TASK INSTRUCTIONS:
Among the entries below, how many lines have the string "first" in them? Only the number should be given.

━━━━━ AVAILABLE DATA ━━━━━

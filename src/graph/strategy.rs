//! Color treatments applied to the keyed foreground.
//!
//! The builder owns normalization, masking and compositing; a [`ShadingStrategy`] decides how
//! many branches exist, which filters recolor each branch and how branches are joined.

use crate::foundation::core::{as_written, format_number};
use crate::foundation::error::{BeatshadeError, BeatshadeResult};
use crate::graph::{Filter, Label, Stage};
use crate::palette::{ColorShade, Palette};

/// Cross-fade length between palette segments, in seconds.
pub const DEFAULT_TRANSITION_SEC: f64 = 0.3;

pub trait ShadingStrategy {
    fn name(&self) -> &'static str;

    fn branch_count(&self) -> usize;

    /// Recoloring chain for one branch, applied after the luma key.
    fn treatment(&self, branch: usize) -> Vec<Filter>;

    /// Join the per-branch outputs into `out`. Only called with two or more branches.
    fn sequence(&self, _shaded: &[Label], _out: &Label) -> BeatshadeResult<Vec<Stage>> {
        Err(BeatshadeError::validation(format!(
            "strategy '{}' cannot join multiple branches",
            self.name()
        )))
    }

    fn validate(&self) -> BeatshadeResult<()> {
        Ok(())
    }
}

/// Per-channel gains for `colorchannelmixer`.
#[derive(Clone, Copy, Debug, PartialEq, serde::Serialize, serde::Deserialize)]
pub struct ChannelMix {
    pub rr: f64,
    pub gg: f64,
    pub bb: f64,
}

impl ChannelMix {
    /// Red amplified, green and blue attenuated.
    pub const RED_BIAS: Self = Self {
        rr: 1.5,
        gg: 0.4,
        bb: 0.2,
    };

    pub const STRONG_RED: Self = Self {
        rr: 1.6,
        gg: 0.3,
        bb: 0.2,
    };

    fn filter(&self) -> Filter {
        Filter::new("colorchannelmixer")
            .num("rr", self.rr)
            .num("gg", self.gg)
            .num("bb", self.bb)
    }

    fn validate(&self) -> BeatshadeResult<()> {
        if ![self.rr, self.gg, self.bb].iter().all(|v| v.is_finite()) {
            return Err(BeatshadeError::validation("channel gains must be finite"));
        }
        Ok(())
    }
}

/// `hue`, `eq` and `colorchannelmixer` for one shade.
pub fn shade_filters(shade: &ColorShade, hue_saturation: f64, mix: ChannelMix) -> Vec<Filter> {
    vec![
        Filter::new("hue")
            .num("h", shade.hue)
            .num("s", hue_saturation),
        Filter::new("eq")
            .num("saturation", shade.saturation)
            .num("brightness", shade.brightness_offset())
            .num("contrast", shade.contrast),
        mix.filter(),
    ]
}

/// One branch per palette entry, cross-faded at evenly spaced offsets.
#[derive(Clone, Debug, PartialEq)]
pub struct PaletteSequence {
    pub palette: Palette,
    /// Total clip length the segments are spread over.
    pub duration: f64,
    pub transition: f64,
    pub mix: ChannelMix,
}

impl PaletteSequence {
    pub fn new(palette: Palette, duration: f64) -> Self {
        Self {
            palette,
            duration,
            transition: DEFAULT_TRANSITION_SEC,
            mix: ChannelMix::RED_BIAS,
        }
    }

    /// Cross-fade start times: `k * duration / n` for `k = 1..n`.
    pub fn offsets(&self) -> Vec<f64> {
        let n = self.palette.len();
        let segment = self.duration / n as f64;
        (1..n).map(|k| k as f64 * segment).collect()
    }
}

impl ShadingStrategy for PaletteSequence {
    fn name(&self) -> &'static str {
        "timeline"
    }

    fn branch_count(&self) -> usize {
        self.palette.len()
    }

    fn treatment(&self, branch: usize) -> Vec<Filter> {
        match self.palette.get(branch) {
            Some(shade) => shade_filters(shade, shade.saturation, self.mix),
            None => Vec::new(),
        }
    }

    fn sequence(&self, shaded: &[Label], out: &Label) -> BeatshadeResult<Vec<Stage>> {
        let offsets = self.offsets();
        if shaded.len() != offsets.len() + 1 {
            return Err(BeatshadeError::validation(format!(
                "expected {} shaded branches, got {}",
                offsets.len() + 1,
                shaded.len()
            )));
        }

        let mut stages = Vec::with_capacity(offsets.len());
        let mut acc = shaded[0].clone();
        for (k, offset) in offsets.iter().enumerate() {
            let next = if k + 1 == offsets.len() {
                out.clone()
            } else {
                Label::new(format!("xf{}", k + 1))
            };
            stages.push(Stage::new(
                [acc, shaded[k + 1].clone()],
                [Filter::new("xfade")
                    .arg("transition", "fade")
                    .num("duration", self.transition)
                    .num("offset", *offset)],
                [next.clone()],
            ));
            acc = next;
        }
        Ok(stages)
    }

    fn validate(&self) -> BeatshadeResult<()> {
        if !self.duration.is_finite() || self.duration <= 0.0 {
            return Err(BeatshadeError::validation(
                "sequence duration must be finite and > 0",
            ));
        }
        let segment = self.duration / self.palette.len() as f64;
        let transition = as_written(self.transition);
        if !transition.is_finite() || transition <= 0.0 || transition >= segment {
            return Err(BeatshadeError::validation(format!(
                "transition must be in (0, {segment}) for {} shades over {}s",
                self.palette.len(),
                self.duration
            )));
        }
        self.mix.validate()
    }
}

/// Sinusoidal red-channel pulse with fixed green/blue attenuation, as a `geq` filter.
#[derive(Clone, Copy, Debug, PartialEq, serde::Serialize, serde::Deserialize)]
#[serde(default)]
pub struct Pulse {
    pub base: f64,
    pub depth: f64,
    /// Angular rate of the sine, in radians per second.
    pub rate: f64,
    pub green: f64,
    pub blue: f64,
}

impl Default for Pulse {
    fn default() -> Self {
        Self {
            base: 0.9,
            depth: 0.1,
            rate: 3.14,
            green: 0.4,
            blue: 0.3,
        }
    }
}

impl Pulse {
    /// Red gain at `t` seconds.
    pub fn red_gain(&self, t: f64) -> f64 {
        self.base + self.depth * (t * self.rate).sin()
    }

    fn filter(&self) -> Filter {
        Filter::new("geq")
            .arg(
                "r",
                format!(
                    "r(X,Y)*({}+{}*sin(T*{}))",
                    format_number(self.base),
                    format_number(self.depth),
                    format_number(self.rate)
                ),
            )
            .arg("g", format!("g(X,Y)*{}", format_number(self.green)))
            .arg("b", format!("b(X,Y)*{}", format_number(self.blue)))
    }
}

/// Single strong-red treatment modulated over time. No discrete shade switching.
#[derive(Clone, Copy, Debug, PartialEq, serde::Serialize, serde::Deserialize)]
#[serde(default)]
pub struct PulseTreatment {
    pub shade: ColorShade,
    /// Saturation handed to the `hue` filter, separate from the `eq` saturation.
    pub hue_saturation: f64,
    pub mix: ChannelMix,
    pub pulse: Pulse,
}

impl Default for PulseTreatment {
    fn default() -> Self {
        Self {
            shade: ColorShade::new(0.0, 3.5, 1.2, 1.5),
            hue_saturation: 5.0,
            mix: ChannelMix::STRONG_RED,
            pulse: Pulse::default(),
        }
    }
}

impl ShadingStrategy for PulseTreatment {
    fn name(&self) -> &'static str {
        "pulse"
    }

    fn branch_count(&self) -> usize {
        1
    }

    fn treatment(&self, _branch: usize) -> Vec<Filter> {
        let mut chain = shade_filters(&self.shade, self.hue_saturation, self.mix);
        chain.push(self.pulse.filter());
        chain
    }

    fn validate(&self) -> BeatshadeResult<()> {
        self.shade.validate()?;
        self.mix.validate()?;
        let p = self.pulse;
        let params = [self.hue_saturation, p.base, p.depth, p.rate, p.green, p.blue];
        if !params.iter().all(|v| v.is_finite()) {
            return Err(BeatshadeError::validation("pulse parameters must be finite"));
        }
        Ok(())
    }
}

━━━━━
━━━━━ AVAILABLE DATA ━━━━━

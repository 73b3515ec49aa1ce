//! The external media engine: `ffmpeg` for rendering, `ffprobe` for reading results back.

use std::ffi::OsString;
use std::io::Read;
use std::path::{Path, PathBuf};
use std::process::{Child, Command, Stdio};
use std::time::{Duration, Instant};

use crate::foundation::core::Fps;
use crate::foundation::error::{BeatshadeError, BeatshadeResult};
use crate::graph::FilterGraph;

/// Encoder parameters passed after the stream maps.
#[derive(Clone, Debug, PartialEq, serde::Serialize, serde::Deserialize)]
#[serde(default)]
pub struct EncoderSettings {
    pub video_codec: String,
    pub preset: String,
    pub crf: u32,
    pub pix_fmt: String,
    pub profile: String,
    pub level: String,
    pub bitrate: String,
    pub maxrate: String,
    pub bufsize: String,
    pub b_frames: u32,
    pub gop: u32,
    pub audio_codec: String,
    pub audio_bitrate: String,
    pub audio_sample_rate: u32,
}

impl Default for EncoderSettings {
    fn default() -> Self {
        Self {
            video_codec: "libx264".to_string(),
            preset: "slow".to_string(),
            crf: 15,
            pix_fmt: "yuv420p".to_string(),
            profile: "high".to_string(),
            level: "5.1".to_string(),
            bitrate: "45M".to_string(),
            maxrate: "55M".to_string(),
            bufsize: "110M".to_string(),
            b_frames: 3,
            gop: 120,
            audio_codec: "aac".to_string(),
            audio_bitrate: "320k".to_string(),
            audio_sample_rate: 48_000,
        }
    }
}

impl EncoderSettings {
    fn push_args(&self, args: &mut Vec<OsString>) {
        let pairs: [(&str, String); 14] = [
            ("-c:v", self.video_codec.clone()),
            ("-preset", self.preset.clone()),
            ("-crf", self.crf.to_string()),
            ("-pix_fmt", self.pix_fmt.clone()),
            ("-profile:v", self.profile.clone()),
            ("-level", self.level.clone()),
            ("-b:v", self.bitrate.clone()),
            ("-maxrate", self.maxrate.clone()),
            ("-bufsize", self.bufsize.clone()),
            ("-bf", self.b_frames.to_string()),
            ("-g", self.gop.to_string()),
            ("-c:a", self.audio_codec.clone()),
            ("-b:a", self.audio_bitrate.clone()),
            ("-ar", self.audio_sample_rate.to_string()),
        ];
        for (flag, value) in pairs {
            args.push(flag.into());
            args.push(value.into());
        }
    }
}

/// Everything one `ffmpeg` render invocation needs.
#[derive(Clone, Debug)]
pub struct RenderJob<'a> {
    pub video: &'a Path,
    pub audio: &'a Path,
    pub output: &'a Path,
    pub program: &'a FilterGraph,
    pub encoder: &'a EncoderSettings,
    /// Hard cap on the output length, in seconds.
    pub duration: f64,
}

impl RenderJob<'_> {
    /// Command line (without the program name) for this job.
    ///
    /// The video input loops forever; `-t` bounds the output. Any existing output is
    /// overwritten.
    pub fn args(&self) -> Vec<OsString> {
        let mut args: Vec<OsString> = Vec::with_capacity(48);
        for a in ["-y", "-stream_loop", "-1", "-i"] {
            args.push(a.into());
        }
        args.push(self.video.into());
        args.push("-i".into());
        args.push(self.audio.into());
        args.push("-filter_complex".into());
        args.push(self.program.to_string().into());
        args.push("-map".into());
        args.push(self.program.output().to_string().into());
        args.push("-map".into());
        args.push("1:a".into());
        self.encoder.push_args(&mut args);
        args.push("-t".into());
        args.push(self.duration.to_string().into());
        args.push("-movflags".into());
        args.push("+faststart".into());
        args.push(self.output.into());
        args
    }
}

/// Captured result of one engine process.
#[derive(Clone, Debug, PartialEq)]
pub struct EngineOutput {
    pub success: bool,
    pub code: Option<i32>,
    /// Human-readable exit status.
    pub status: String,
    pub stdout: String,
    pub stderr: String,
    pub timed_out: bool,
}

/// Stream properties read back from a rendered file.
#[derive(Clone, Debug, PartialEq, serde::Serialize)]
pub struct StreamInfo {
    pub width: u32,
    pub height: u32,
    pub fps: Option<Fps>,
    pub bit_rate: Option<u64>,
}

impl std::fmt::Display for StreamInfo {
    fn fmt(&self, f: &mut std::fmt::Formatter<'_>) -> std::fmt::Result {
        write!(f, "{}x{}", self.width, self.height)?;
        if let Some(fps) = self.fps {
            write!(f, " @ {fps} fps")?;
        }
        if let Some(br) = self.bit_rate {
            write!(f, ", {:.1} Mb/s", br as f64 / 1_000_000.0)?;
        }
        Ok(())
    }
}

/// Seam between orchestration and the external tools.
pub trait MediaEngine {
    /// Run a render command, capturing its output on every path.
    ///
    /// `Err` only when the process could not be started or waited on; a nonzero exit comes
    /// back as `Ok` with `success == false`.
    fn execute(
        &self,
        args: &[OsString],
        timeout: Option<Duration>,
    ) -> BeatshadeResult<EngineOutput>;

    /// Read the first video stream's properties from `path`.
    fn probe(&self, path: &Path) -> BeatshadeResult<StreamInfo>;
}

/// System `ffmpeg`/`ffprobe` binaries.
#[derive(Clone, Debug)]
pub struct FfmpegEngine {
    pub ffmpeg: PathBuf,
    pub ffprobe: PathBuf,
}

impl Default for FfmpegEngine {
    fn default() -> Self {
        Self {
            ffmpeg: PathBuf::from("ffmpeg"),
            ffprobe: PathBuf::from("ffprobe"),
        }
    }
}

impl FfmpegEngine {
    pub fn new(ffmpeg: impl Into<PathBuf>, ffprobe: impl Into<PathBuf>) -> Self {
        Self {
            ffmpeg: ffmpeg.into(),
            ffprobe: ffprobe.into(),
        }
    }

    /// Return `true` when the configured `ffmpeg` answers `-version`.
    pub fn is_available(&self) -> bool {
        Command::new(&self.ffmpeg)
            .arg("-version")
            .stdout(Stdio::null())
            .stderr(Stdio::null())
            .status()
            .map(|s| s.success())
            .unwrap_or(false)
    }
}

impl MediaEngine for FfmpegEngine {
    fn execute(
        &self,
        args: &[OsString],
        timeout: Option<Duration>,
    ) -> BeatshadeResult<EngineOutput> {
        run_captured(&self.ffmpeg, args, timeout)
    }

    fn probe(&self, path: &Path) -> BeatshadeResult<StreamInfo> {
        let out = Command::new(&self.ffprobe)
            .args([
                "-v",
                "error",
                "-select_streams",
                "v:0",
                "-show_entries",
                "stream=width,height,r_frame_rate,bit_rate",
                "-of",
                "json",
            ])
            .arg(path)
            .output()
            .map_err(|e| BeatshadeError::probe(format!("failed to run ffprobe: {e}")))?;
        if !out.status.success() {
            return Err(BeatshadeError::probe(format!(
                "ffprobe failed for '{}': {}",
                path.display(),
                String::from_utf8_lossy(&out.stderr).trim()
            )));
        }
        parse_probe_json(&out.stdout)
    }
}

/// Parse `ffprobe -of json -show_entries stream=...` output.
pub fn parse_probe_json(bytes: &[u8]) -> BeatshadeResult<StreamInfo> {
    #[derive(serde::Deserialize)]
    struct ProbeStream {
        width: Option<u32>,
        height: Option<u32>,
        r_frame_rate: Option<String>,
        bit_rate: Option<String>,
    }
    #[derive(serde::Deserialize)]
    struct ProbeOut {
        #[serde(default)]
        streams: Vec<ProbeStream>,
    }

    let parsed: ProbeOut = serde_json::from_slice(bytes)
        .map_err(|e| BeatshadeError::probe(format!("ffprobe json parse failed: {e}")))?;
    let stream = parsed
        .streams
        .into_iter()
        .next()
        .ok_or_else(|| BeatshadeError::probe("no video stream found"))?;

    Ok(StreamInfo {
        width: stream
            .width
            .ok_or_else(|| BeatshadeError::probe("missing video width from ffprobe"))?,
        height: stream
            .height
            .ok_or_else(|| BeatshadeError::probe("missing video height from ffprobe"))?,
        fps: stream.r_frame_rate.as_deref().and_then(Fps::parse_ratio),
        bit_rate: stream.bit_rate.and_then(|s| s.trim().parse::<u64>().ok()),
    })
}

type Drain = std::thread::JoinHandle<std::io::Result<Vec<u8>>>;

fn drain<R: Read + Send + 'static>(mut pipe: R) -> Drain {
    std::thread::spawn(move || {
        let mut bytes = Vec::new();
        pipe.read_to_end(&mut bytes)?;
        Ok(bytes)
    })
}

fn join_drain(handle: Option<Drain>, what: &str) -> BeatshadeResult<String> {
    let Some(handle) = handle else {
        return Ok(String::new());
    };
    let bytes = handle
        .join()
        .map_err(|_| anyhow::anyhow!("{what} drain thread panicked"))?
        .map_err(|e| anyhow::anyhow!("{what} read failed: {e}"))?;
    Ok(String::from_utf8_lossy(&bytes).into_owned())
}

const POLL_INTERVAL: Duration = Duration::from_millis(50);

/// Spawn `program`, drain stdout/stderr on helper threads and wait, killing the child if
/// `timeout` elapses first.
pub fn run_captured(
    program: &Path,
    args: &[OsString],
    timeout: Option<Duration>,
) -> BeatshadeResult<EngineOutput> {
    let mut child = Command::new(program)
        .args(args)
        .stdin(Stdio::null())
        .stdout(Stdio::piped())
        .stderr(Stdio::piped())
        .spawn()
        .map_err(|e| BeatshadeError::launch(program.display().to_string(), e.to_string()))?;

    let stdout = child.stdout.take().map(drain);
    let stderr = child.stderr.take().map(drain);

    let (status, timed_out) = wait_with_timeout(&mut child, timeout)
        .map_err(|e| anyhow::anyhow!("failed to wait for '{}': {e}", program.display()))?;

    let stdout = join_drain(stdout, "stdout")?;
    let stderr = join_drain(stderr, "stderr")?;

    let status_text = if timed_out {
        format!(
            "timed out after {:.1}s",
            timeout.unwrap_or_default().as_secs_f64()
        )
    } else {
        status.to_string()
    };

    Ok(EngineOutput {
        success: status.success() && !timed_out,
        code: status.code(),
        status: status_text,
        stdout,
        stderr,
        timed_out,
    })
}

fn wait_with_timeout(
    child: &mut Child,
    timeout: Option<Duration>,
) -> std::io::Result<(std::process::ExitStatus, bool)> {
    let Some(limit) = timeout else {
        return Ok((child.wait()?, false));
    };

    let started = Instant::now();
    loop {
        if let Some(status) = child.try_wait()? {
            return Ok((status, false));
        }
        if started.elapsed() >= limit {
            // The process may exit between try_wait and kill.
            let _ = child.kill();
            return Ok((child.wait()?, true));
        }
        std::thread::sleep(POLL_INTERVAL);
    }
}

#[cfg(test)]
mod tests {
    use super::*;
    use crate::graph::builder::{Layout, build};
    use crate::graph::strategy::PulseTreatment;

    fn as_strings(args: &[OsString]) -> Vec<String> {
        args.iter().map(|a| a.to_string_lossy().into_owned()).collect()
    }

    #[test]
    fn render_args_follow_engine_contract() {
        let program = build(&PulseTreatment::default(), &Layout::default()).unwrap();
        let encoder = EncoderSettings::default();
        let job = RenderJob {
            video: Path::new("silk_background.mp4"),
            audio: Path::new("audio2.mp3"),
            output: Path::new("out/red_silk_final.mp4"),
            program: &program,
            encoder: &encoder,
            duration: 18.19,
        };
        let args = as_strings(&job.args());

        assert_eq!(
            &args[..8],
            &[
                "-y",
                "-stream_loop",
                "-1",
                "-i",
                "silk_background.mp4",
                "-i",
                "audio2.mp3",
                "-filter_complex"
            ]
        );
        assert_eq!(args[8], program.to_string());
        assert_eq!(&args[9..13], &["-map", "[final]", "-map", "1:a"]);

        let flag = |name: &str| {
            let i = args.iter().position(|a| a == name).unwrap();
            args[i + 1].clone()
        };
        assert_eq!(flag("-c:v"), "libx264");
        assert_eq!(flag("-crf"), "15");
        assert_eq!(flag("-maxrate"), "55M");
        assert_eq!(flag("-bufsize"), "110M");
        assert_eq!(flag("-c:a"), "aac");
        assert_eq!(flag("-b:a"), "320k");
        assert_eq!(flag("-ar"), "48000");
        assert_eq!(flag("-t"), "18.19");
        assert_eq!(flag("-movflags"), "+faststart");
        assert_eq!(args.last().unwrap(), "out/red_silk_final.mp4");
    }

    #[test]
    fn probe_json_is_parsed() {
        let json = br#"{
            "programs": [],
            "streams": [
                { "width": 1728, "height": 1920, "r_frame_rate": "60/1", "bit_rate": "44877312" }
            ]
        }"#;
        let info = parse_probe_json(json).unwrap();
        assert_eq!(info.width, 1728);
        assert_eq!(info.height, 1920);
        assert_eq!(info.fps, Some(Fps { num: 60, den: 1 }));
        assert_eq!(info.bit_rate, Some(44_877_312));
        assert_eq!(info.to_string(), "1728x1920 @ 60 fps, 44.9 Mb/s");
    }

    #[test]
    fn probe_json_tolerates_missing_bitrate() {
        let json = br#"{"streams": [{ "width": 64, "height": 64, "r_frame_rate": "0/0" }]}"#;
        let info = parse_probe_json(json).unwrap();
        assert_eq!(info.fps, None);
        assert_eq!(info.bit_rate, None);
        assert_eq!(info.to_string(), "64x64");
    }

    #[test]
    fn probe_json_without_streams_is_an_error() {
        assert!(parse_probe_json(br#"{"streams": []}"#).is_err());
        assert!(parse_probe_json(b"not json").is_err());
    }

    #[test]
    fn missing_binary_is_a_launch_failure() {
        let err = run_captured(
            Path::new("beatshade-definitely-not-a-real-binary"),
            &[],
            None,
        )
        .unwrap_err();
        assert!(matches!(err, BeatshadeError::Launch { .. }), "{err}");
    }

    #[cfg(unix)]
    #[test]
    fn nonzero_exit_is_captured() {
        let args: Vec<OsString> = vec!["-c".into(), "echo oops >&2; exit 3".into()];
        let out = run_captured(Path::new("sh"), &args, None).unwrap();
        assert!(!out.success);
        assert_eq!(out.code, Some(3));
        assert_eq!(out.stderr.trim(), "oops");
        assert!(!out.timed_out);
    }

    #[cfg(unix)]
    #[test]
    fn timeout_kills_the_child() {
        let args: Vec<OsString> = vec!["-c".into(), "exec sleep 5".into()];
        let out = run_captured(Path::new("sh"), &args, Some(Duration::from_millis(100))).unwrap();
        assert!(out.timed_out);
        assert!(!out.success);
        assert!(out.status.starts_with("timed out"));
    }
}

━━━━━

RESPONSE TO THE EXERCISE:
2